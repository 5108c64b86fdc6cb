//! Copy and share actions for answers.
//!
//! Copy pipes the answer into the configured clipboard program, or asks the
//! caller to print it when none is configured. Share pipes it into the share
//! program with the configured title; when sharing is unavailable or fails,
//! the answer is copied instead and the caller is told so. A share the user
//! dismissed (the configured cancel exit code) does nothing further.

use voqit_core::config::ShareConfig;
use voqit_core::error::VoqitError;

use crate::command::CommandLine;

/// Where a copied answer ended up.
#[derive(Debug, Clone, Copy, PartialEq, Eq)]
pub enum CopyOutcome {
    /// Written to the clipboard program.
    Clipboard,
    /// No clipboard program; the caller should print the text.
    Print,
}

/// Why share fell back to copy.
#[derive(Debug, Clone, Copy, PartialEq, Eq)]
pub enum ShareFallback {
    Unsupported,
    Failed,
}

#[derive(Debug, Clone, Copy, PartialEq, Eq)]
pub enum ShareOutcome {
    Shared,
    /// The user dismissed the share program.
    Cancelled,
    Copied {
        reason: ShareFallback,
        copy: CopyOutcome,
    },
}

impl ShareOutcome {
    /// Notice shown to the user after a share attempt.
    pub fn notice(&self) -> Option<&'static str> {
        match self {
            ShareOutcome::Shared | ShareOutcome::Cancelled => None,
            ShareOutcome::Copied {
                reason: ShareFallback::Unsupported,
                copy: CopyOutcome::Clipboard,
            } => Some("Sharing is not supported here. The response has been copied to your clipboard instead."),
            ShareOutcome::Copied {
                reason: ShareFallback::Failed,
                copy: CopyOutcome::Clipboard,
            } => Some("Sharing failed. The response has been copied to your clipboard instead."),
            ShareOutcome::Copied {
                reason: ShareFallback::Unsupported,
                copy: CopyOutcome::Print,
            } => Some("Sharing is not supported here. The response is printed below instead."),
            ShareOutcome::Copied {
                reason: ShareFallback::Failed,
                copy: CopyOutcome::Print,
            } => Some("Sharing failed. The response is printed below instead."),
        }
    }
}

#[derive(Debug, Clone)]
pub struct Sharer {
    title: String,
    copy: Option<CommandLine>,
    share: Option<CommandLine>,
    cancel_exit_code: i32,
}

impl Sharer {
    pub fn new(
        title: impl Into<String>,
        copy: Option<CommandLine>,
        share: Option<CommandLine>,
    ) -> Self {
        Self {
            title: title.into(),
            copy,
            share,
            cancel_exit_code: ShareConfig::default().cancel_exit_code,
        }
    }

    pub fn with_cancel_exit_code(mut self, code: i32) -> Self {
        self.cancel_exit_code = code;
        self
    }

    /// Resolve the configured programs on `PATH`.
    pub fn from_config(config: &ShareConfig) -> Self {
        Self::new(
            config.title.clone(),
            config.copy_command.as_deref().and_then(CommandLine::resolve),
            config.share_command.as_deref().and_then(CommandLine::resolve),
        )
        .with_cancel_exit_code(config.cancel_exit_code)
    }

    pub fn title(&self) -> &str {
        &self.title
    }

    pub async fn copy(&self, text: &str) -> Result<CopyOutcome, VoqitError> {
        let Some(ref command) = self.copy else {
            return Ok(CopyOutcome::Print);
        };
        command
            .pipe(&[], text)
            .await
            .map_err(|e| VoqitError::Share(format!("copy failed: {}", e)))?;
        tracing::debug!(text_len = text.len(), "Answer copied");
        Ok(CopyOutcome::Clipboard)
    }

    pub async fn share(&self, text: &str) -> Result<ShareOutcome, VoqitError> {
        let reason = match self.share {
            Some(ref command) => match command.pipe_status(&[self.title.as_str()], text).await {
                Ok(status) if status.success() => {
                    tracing::debug!(title = %self.title, "Answer shared");
                    return Ok(ShareOutcome::Shared);
                }
                Ok(status) if status.code() == Some(self.cancel_exit_code) => {
                    tracing::debug!("Share dismissed");
                    return Ok(ShareOutcome::Cancelled);
                }
                Ok(status) => {
                    tracing::warn!(%status, "Share failed, copying instead");
                    ShareFallback::Failed
                }
                Err(e) => {
                    tracing::warn!(error = %e, "Share failed, copying instead");
                    ShareFallback::Failed
                }
            },
            None => ShareFallback::Unsupported,
        };
        let copy = self.copy(text).await?;
        Ok(ShareOutcome::Copied { reason, copy })
    }
}
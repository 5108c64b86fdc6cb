//! Terminal front-end.
//!
//! Reads lines from stdin and renders the transcript on stdout. Submits run
//! on a background task so dictation, narration and the other commands stay
//! responsive while an answer is being generated.

use std::sync::Arc;

use tokio::io::{AsyncBufReadExt, BufReader};
use tokio::sync::mpsc;

use voqit_chat::{ChatSession, SubmitOutcome};
use voqit_core::types::{EntryKind, Role, TranscriptEntry};
use voqit_speech::{DictationState, NarrationEvent, NarrationState, RecognitionEvent};

use crate::share::{CopyOutcome, ShareOutcome, Sharer};

pub const WELCOME: &str = "Ask anything, get answers.";

const BUSY: &str = "Still generating the previous answer, please wait.";

const HELP: &str = "\
Type a question and press Enter. An empty line sends dictated text.
  /dictate      start or stop dictation
  /speak [n]    read answer n aloud, or stop reading (default: latest answer)
  /copy [n]     copy answer n
  /share [n]    share answer n
  /history      show the whole conversation
  /help         show this help
  /quit         exit";

/// One line of user input.
#[derive(Debug, Clone, PartialEq, Eq)]
pub enum Command {
    Ask(String),
    SendPending,
    Dictate,
    Speak(Option<usize>),
    Copy(Option<usize>),
    Share(Option<usize>),
    History,
    Help,
    Quit,
    Invalid(String),
}

impl Command {
    pub fn parse(line: &str) -> Self {
        let line = line.trim();
        if line.is_empty() {
            return Command::SendPending;
        }
        let Some(rest) = line.strip_prefix('/') else {
            return Command::Ask(line.to_string());
        };

        let mut parts = rest.split_whitespace();
        let name = parts.next().unwrap_or_default();
        let index = match parts.next().map(str::parse::<usize>) {
            None => None,
            Some(Ok(n)) if n > 0 => Some(n),
            Some(_) => return Command::Invalid(format!("Not an entry number: {}", line)),
        };

        match name {
            "dictate" | "mic" => Command::Dictate,
            "speak" | "say" => Command::Speak(index),
            "copy" => Command::Copy(index),
            "share" => Command::Share(index),
            "history" => Command::History,
            "help" | "?" => Command::Help,
            "quit" | "exit" | "q" => Command::Quit,
            _ => Command::Invalid(format!("Unknown command: /{}. Type /help.", name)),
        }
    }
}
//! Platform capability detection result.

/// Whether a platform speech engine exists.
///
/// Decided once at startup. `Unavailable` is a silent degradation: the
/// corresponding control is simply not offered, it is never an error.
#[derive(Debug)]
pub enum Capability<T> {
    Available(T),
    Unavailable,
}

impl<T> Capability<T> {
    pub fn is_available(&self) -> bool {
        matches!(self, Capability::Available(_))
    }

    pub fn as_ref(&self) -> Option<&T> {
        match self {
            Capability::Available(inner) => Some(inner),
            Capability::Unavailable => None,
        }
    }
}

#[cfg(test)]
mod tests {
    use super::*;

    #[test]
    fn test_availability() {
        let available = Capability::Available(1u8);
        assert!(available.is_available());
        assert_eq!(available.as_ref(), Some(&1));

        let missing: Capability<u8> = Capability::Unavailable;
        assert!(!missing.is_available());
        assert!(missing.as_ref().is_none());
    }
}
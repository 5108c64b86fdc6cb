//! Voqit application binary - composition root.
//!
//! 1. Parse CLI args and load configuration from TOML
//! 2. Build the completion client (Gemini transport + answer cache + backoff)
//! 3. Detect speech engines once and wire them into the chat session
//! 4. Run the terminal front-end until the user quits

mod cli;
mod command;
mod repl;
mod share;
mod speech;

use std::sync::Arc;

use clap::Parser;
use tokio::sync::mpsc;

use voqit_chat::{AnswerCache, BackoffPolicy, ChatSession, CompletionClient, GeminiTransport};
use voqit_core::config::VoqitConfig;

use crate::cli::CliArgs;
use crate::repl::Repl;
use crate::share::Sharer;

#[tokio::main]
async fn main() -> Result<(), Box<dyn std::error::Error>> {
    let args = CliArgs::parse();

    // Config, read before tracing so the file's log level applies.
    let config_file = args.resolve_config_path();
    let (mut config, load_error) = match VoqitConfig::load(&config_file) {
        Ok(config) => (config, None),
        Err(e) => (VoqitConfig::default(), Some(e)),
    };
    args.apply_overrides(&mut config);

    // Tracing. Logs go to stderr so stdout carries only the conversation.
    let log_level = args.resolve_log_level(&config);
    tracing_subscriber::fmt()
        .with_env_filter(
            tracing_subscriber::EnvFilter::try_from_default_env()
                .unwrap_or_else(|_| tracing_subscriber::EnvFilter::new(&log_level)),
        )
        .with_writer(std::io::stderr)
        .init();

    tracing::info!("Starting Voqit v{}", env!("CARGO_PKG_VERSION"));
    match load_error {
        None => tracing::info!(path = %config_file.display(), "Configuration loaded"),
        Some(e) => tracing::warn!(
            path = %config_file.display(),
            error = %e,
            "Failed to load config, using defaults"
        ),
    }

    // Completion pipeline.
    let api_key = match config.resolve_api_key() {
        Ok(key) => key,
        Err(e) => {
            tracing::error!(error = %e, "Cannot start without an API key");
            return Err(e.into());
        }
    };
    let transport = GeminiTransport::from_config(&config.completion, &api_key);
    tracing::info!(
        model = %config.completion.model,
        endpoint = %transport.endpoint(),
        "Completion transport ready"
    );

    let cache = Arc::new(AnswerCache::from_config(&config.cache));
    let client = CompletionClient::new(
        Arc::new(transport),
        cache,
        BackoffPolicy::from_config(&config.retry),
    );

    // Speech capabilities, detected once.
    let (recognition_tx, recognition_rx) = mpsc::unbounded_channel();
    let (narration_tx, narration_rx) = mpsc::unbounded_channel();
    let session = ChatSession::new(client, config.messages.clone())
        .with_dictation(speech::detect_dictation(&config.speech, recognition_tx))
        .with_narration(speech::detect_narration(&config.speech, narration_tx));

    let sharer = Sharer::from_config(&config.share);

    Repl::new(Arc::new(session), sharer, recognition_rx, narration_rx)
        .run()
        .await?;

    tracing::info!("Voqit exiting");
    Ok(())
}
use crate::agent::Agent;
use crate::config::{InfluencerConfig, WomConfig};
use crate::funnel::FunnelStage;
use crate::network::NetworkGraph;
use rand::rngs::StdRng;
use rand::Rng;

// Base effect coefficient for a received recommendation
const BASE_EFFECT: f32 = 0.05;

// Default scale of the demographic similarity bonus (max 30%)
const SIMILARITY_SCALE: f32 = 0.3;

fn influencer_factor(agent: &Agent, inf: &InfluencerConfig) -> f32 {
    if agent.is_influencer {
        inf.multiplier
    } else {
        1.
    }
}

// Bonus to emission probability when source and target look alike.
// Demographic similarity (age/income/urban-ness, weights 0.4/0.3/0.3) scaled
// by demographic_weight; trait similarity only participates when
// personality_weight is configured.
pub fn similarity_bonus(source: &Agent, target: &Agent, conf: &WomConfig) -> f32 {
    let demo_scale = conf.demographic_weight.unwrap_or(SIMILARITY_SCALE);
    let mut bonus = demo_scale * source.demographic_similarity(target);
    if let Some(weight) = conf.personality_weight {
        bonus += weight * source.trait_similarity(target);
    }
    bonus
}

// One day of word of mouth. Sources are the agents at or beyond Liking in
// `snapshot` (the stage vector frozen before this phase), so influence
// travels at most one hop per day. Nodes are processed in ascending id
// order, neighbors in ascending id order, all draws from the single
// repetition generator. Stage changes are buffered and applied at the end of
// the phase; a target advances at most one stage per day from WoM.
//
// WoM carries no day-to-day state of its own; the decay parameter acts on
// the forgetting step instead.
pub fn diffuse(
    agents: &mut Vec<Agent>,
    snapshot: &[FunnelStage],
    network: &NetworkGraph,
    wom: &WomConfig,
    inf: &InfluencerConfig,
    rng: &mut StdRng,
) -> Vec<bool> {
    let mut advanced = vec![false; agents.len()];
    if wom.p_generate <= 0. {
        return advanced;
    }

    for i in 0..agents.len() {
        if snapshot[i] < FunnelStage::Liking {
            continue;
        }
        let source_strength = agents[i].influence * influencer_factor(&agents[i], inf);

        for &(j, weight) in network.neighbors(i) {
            let j = j as usize;
            let bonus = similarity_bonus(&agents[i], &agents[j], wom);
            let p_emit = wom.p_generate * source_strength * 0.1 * (1. + bonus) * weight;

            let roll: f32 = rng.gen();
            if roll >= p_emit {
                continue;
            }
            agents[j].wom_received += 1;

            let p_effect = BASE_EFFECT
                * agents[j].current_receptivity()
                * agents[j].social_influence
                * influencer_factor(&agents[i], inf);
            let roll: f32 = rng.gen();
            if roll < p_effect && agents[j].stage < FunnelStage::Adopted {
                advanced[j] = true;
            }
        }
    }

    for (j, adv) in advanced.iter().enumerate() {
        if *adv {
            agents[j].advance_stage();
        }
    }
    advanced
}

#[cfg(test)]
mod tests {
    use super::*;
    use crate::config::tests::base_scenario;
    use fnv::FnvHashSet;
    use rand::SeedableRng;

    // Path graph 0 - 1 - 2 - 3
    fn path_graph() -> NetworkGraph {
        let mut edges = FnvHashSet::default();
        edges.insert((0, 1));
        edges.insert((1, 2));
        edges.insert((2, 3));
        NetworkGraph::from_edges(4, &edges)
    }

    fn population(n: usize) -> Vec<Agent> {
        let conf = base_scenario();
        let mut rng: StdRng = SeedableRng::seed_from_u64(42);
        (0..n).map(|i| Agent::new(i, &conf, &mut rng)).collect()
    }

    #[test]
    fn test_no_sources_no_diffusion() {
        let conf = base_scenario();
        let network = path_graph();
        let mut agents = population(4);
        let snapshot: Vec<FunnelStage> = agents.iter().map(|a| a.stage).collect();
        let mut rng: StdRng = SeedableRng::seed_from_u64(1);
        let advanced = diffuse(
            &mut agents,
            &snapshot,
            &network,
            &conf.wom,
            &conf.influencers,
            &mut rng,
        );
        assert!(advanced.iter().all(|a| !a));
        assert!(agents.iter().all(|a| a.stage == FunnelStage::Unaware));
        assert!(agents.iter().all(|a| a.wom_received == 0));
    }

    #[test]
    fn test_diffusion_reaches_only_direct_neighbors() {
        let mut conf = base_scenario();
        conf.wom.p_generate = 1.;
        conf.influencers.multiplier = 10.;

        let network = path_graph();
        let mut hits = 0;
        for seed in 0..200 {
            let mut agents = population(4);
            // Agent 0 is a maximally influential sharer at Liking
            agents[0].stage = FunnelStage::Liking;
            agents[0].influence = 1.;
            agents[0].is_influencer = true;
            // A maximally receptive direct neighbor
            agents[1].receptivity = 1.;
            agents[1].social_influence = 1.;

            let snapshot: Vec<FunnelStage> = agents.iter().map(|a| a.stage).collect();
            let mut rng: StdRng = SeedableRng::seed_from_u64(seed);
            diffuse(
                &mut agents,
                &snapshot,
                &network,
                &conf.wom,
                &conf.influencers,
                &mut rng,
            );

            // Influence never travels beyond agent 0's direct neighbor in a
            // single day
            assert_eq!(agents[2].stage, FunnelStage::Unaware);
            assert_eq!(agents[3].stage, FunnelStage::Unaware);
            assert!(agents[1].stage.index() <= FunnelStage::Aware.index());
            if agents[1].stage == FunnelStage::Aware {
                hits += 1;
            }
        }
        // p_emit is 1 and p_effect is 0.5 for agent 1, so some of the 200
        // trials must land
        assert!(hits > 0);
    }

    #[test]
    fn test_at_most_one_wom_advance_per_day() {
        let mut conf = base_scenario();
        conf.wom.p_generate = 1.;
        conf.influencers.multiplier = 10.;

        // Star: node 0 in the middle of two sharers
        let mut edges = FnvHashSet::default();
        edges.insert((0, 1));
        edges.insert((0, 2));
        let network = NetworkGraph::from_edges(3, &edges);

        for seed in 0..100 {
            let mut agents = population(3);
            agents[0].receptivity = 1.;
            agents[0].social_influence = 1.;
            for i in [1usize, 2].iter() {
                agents[*i].stage = FunnelStage::Intent;
                agents[*i].influence = 1.;
                agents[*i].is_influencer = true;
            }
            let snapshot: Vec<FunnelStage> = agents.iter().map(|a| a.stage).collect();
            let mut rng: StdRng = SeedableRng::seed_from_u64(seed);
            diffuse(
                &mut agents,
                &snapshot,
                &network,
                &conf.wom,
                &conf.influencers,
                &mut rng,
            );
            assert!(agents[0].stage.index() <= FunnelStage::Aware.index());
        }
    }

    #[test]
    fn test_similarity_bonus_defaults() {
        let conf = base_scenario();
        let agents = population(2);
        let bonus = similarity_bonus(&agents[0], &agents[1], &conf.wom);
        // Default scale caps the bonus at 30%
        assert!(bonus >= 0. && bonus <= 0.3 + 1e-6);

        let mut wom = conf.wom.clone();
        wom.personality_weight = Some(0.5);
        let with_traits = similarity_bonus(&agents[0], &agents[1], &wom);
        assert!(with_traits >= bonus);
    }
}
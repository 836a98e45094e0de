//! Agent-based simulation of how a communication campaign propagates
//! awareness, interest, knowledge, liking and purchase intent through a
//! population connected by a social network. Media exposure, word of mouth
//! and forgetting move each agent along an ordered funnel; many stochastic
//! repetitions are averaged into a reportable time series.

pub mod agent;
pub mod aggregate;
pub mod config;
pub mod error;
pub mod funnel;
pub mod media;
pub mod network;
pub mod output;
pub mod runner;
pub mod sim;
mod util;
pub mod wom;

pub use crate::aggregate::{DayMetricPoint, MetricSummary, RepetitionSeries, RunResult};
pub use crate::config::{AppConfig, ScenarioConfig};
pub use crate::error::EngineError;
pub use crate::funnel::{FunnelStage, Metric};
pub use crate::network::NetworkGraph;
pub use crate::runner::{RunOutcome, SimulationRunner};
pub use crate::sim::Simulation;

● **ABOUT THIS EXERCISE**
When the string "mouth" occurs in a line of the material, that line belongs in the answer.

● **TASK RESPONSE**
// One day of word of mouth. Sources are the agents at or beyond Liking in
//! population connected by a social network. Media exposure, word of mouth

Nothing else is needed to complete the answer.